Work item: Read the lines below. Copy out any that hold the string "enum".

= = =

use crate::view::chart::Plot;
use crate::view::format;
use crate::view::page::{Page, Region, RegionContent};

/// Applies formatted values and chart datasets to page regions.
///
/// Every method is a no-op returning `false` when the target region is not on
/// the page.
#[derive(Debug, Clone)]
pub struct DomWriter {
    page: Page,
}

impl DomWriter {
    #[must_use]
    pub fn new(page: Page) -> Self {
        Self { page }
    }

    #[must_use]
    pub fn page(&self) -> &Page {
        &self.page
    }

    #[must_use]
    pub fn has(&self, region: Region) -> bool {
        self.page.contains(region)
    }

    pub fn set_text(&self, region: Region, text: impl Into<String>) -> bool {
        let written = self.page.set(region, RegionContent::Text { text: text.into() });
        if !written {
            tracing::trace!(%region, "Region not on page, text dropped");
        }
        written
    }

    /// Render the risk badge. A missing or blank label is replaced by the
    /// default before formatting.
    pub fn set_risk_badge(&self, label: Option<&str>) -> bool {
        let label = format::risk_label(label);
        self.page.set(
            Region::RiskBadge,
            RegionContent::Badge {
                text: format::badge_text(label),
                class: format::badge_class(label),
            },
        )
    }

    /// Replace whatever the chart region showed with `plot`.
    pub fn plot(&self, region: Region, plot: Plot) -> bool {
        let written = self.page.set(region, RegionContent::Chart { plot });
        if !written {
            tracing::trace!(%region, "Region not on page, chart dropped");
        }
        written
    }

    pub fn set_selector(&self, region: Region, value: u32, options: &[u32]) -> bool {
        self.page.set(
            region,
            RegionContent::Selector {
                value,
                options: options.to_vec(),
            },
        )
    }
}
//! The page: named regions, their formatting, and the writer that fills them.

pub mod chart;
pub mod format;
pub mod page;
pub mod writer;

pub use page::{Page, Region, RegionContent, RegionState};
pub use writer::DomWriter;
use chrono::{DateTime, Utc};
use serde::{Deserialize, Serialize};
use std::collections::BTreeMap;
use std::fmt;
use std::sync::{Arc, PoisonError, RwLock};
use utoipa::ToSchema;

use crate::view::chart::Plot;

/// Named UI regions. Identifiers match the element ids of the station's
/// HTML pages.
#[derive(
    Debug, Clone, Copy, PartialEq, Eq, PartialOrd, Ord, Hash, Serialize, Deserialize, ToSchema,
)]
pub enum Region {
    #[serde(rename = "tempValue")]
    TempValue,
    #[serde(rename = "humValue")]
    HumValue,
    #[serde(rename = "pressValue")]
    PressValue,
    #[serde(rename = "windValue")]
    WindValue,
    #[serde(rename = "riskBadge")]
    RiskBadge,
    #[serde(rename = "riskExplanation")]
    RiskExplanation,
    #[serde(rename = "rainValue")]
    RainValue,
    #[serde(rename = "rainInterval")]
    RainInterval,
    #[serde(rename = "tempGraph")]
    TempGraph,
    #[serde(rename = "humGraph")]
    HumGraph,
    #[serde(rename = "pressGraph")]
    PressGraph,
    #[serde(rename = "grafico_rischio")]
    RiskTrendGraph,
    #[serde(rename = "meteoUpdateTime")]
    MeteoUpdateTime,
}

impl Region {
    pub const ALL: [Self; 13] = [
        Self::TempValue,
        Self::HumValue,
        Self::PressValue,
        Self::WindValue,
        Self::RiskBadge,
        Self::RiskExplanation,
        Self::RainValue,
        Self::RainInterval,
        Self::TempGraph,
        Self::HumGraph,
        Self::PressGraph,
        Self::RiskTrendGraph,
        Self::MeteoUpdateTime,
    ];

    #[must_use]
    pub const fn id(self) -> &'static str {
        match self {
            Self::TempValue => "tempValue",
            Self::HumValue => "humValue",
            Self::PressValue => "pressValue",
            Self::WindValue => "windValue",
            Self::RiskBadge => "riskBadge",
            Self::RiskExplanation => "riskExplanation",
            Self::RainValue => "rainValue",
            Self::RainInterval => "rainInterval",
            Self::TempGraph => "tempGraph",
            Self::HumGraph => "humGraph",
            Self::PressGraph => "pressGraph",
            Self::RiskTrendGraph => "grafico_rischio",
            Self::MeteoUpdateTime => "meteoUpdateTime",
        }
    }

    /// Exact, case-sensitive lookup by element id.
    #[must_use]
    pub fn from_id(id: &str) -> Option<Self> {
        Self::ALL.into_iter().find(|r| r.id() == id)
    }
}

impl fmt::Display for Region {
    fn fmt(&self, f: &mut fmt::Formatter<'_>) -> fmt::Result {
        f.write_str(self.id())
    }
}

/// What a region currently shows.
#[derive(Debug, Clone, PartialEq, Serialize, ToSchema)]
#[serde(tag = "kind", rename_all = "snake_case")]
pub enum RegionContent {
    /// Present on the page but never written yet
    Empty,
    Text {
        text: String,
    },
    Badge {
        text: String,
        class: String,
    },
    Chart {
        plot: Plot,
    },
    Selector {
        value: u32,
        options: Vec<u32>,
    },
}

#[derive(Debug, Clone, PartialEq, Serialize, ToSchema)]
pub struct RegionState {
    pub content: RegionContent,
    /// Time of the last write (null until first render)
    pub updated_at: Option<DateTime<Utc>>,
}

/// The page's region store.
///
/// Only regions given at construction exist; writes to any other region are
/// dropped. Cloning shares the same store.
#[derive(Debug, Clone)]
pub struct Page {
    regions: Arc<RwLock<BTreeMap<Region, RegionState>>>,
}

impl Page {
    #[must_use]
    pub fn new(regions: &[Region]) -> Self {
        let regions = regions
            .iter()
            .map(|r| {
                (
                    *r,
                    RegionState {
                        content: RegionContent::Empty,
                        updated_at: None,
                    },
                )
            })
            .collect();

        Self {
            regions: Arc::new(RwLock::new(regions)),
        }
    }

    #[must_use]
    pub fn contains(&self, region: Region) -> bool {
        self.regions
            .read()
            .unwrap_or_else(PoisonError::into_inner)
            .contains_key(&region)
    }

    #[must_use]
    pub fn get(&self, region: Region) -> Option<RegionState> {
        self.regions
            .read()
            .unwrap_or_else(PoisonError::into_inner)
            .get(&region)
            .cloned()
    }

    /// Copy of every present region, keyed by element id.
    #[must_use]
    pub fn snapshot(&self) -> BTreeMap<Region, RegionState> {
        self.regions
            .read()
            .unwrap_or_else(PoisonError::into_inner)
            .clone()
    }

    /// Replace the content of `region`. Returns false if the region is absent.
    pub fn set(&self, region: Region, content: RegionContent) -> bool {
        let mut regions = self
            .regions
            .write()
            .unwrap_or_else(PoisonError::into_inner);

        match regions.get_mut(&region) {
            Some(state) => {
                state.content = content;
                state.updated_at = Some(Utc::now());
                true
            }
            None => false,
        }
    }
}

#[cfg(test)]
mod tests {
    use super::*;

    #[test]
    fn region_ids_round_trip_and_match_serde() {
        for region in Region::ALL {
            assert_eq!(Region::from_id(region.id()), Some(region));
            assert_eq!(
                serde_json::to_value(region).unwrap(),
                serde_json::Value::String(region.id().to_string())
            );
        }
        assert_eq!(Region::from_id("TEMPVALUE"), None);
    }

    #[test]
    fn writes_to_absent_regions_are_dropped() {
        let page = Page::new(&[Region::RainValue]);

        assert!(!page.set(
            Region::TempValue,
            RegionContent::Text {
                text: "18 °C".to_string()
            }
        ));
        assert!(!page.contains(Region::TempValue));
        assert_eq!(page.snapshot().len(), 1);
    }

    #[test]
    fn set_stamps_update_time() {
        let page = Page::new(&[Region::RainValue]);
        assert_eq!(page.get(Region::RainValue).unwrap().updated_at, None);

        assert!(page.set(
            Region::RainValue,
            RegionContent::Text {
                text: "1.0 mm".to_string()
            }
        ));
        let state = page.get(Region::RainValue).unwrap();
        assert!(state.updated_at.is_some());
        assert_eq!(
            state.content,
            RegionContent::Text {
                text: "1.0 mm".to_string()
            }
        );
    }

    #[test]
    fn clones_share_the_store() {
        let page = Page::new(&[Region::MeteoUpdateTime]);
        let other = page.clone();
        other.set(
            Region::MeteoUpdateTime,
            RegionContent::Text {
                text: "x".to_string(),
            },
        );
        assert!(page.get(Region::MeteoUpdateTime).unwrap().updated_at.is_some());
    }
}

= = =

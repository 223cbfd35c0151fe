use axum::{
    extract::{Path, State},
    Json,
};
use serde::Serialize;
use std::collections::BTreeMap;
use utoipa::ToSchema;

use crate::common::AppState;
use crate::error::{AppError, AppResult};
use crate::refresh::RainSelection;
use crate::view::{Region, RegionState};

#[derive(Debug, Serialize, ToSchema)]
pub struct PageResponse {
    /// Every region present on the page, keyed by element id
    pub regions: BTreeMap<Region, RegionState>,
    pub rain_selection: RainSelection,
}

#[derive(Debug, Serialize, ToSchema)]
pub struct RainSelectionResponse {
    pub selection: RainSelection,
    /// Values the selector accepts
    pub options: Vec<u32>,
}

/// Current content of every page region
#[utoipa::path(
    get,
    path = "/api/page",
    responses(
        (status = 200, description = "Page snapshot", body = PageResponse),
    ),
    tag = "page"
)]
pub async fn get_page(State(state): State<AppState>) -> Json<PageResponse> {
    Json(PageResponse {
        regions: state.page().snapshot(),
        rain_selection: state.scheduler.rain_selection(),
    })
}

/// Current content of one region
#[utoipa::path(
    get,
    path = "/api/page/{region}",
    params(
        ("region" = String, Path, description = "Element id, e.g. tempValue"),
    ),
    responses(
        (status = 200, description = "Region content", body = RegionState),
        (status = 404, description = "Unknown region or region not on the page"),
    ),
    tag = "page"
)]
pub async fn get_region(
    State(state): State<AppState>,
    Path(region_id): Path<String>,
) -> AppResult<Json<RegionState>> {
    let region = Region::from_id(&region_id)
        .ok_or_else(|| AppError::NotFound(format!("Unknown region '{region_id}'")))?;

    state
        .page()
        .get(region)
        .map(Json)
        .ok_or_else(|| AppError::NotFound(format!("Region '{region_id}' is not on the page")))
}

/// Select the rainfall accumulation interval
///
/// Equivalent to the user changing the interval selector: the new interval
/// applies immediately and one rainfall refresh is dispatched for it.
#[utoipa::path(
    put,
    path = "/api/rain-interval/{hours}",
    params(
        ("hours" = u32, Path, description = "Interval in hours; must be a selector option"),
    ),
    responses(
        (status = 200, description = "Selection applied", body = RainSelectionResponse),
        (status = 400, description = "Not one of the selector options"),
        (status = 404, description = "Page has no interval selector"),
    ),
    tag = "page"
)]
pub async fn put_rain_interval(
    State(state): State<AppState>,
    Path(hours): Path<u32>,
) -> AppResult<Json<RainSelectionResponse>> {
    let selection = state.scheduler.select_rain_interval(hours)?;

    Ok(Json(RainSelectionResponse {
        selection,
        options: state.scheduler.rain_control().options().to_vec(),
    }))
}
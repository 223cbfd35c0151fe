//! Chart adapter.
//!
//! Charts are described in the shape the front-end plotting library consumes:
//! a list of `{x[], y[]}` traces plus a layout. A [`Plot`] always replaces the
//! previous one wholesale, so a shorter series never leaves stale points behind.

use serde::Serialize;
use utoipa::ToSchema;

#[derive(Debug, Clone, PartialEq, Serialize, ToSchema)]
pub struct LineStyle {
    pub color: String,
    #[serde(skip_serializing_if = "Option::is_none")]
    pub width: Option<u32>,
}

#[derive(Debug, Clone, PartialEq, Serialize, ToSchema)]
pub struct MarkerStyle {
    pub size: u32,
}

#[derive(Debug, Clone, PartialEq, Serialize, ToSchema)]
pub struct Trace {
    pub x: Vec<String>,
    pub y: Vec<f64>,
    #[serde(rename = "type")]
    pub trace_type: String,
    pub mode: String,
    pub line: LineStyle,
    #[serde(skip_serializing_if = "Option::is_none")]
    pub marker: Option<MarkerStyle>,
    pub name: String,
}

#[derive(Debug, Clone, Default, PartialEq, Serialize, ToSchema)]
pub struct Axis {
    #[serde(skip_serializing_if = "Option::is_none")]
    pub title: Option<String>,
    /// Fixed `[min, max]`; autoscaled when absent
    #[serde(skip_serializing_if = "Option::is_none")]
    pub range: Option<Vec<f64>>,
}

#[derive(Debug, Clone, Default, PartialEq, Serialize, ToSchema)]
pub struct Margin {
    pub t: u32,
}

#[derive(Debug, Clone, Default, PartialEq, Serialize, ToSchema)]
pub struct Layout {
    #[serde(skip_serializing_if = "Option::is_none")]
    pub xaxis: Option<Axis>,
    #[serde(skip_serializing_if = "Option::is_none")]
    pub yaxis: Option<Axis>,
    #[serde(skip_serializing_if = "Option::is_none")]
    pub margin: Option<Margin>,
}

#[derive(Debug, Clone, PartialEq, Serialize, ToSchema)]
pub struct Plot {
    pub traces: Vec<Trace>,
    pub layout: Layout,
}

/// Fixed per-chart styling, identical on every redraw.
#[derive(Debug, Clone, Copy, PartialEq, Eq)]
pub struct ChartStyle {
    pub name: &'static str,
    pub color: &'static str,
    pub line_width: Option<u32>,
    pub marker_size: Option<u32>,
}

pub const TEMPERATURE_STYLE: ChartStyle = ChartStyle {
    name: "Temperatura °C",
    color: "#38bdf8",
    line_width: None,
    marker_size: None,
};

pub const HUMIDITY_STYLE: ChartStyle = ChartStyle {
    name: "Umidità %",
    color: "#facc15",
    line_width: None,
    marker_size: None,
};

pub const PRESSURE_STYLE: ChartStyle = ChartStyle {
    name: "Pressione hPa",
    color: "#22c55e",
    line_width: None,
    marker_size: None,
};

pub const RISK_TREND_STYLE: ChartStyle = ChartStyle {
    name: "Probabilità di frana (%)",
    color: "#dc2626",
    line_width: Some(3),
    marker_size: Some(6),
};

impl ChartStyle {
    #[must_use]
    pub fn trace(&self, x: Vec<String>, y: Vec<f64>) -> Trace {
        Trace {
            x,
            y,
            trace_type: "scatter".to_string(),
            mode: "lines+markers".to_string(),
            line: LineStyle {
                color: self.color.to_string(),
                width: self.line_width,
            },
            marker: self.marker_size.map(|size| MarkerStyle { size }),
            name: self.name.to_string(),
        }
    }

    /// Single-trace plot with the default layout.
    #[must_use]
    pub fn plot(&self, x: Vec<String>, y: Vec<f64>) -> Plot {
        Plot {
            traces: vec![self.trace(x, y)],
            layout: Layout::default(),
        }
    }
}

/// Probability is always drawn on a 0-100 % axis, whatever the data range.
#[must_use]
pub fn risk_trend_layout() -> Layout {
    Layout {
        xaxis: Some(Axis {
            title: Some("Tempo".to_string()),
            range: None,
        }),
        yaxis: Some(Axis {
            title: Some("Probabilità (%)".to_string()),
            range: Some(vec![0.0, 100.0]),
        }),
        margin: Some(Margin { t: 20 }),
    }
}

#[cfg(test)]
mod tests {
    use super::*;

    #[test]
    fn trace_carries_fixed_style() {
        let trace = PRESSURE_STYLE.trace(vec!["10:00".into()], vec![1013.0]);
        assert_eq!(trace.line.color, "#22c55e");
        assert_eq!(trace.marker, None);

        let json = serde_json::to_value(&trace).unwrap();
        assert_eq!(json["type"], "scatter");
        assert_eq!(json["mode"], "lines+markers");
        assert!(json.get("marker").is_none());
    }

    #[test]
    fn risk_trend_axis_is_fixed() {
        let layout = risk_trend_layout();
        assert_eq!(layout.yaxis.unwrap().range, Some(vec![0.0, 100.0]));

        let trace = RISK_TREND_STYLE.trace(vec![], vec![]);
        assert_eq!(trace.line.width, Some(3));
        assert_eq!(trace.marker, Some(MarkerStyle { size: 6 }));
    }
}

= = =

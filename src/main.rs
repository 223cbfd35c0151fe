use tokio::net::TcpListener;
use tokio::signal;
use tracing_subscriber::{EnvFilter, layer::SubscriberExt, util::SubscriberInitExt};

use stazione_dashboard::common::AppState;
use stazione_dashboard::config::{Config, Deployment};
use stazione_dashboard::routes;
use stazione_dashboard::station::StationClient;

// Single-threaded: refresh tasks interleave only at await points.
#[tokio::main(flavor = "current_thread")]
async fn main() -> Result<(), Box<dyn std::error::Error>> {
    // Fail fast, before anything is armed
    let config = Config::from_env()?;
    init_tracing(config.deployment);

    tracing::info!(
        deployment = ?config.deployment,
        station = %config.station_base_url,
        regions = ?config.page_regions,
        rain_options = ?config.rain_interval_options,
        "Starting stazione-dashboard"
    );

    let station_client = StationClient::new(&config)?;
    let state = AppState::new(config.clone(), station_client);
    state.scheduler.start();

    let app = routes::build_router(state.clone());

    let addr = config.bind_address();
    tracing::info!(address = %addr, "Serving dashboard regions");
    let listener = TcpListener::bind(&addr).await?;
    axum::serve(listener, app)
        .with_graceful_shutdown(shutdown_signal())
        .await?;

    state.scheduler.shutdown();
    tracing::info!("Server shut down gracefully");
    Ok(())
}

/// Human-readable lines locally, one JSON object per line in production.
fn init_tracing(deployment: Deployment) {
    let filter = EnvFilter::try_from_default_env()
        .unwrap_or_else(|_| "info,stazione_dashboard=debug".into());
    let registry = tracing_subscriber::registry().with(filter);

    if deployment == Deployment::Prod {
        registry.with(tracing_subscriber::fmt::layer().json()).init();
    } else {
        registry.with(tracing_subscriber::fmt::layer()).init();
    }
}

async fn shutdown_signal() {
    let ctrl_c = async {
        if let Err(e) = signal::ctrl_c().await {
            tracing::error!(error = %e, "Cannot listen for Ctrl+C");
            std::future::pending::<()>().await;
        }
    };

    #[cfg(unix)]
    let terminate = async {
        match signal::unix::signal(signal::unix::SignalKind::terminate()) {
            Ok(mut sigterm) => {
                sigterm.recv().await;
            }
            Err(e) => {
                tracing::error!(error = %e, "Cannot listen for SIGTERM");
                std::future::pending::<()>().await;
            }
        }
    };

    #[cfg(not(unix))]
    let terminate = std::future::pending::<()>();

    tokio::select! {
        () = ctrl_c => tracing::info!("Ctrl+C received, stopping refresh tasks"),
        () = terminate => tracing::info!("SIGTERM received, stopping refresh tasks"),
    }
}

= = =

Response area:
pub enum Region {
pub enum RegionContent {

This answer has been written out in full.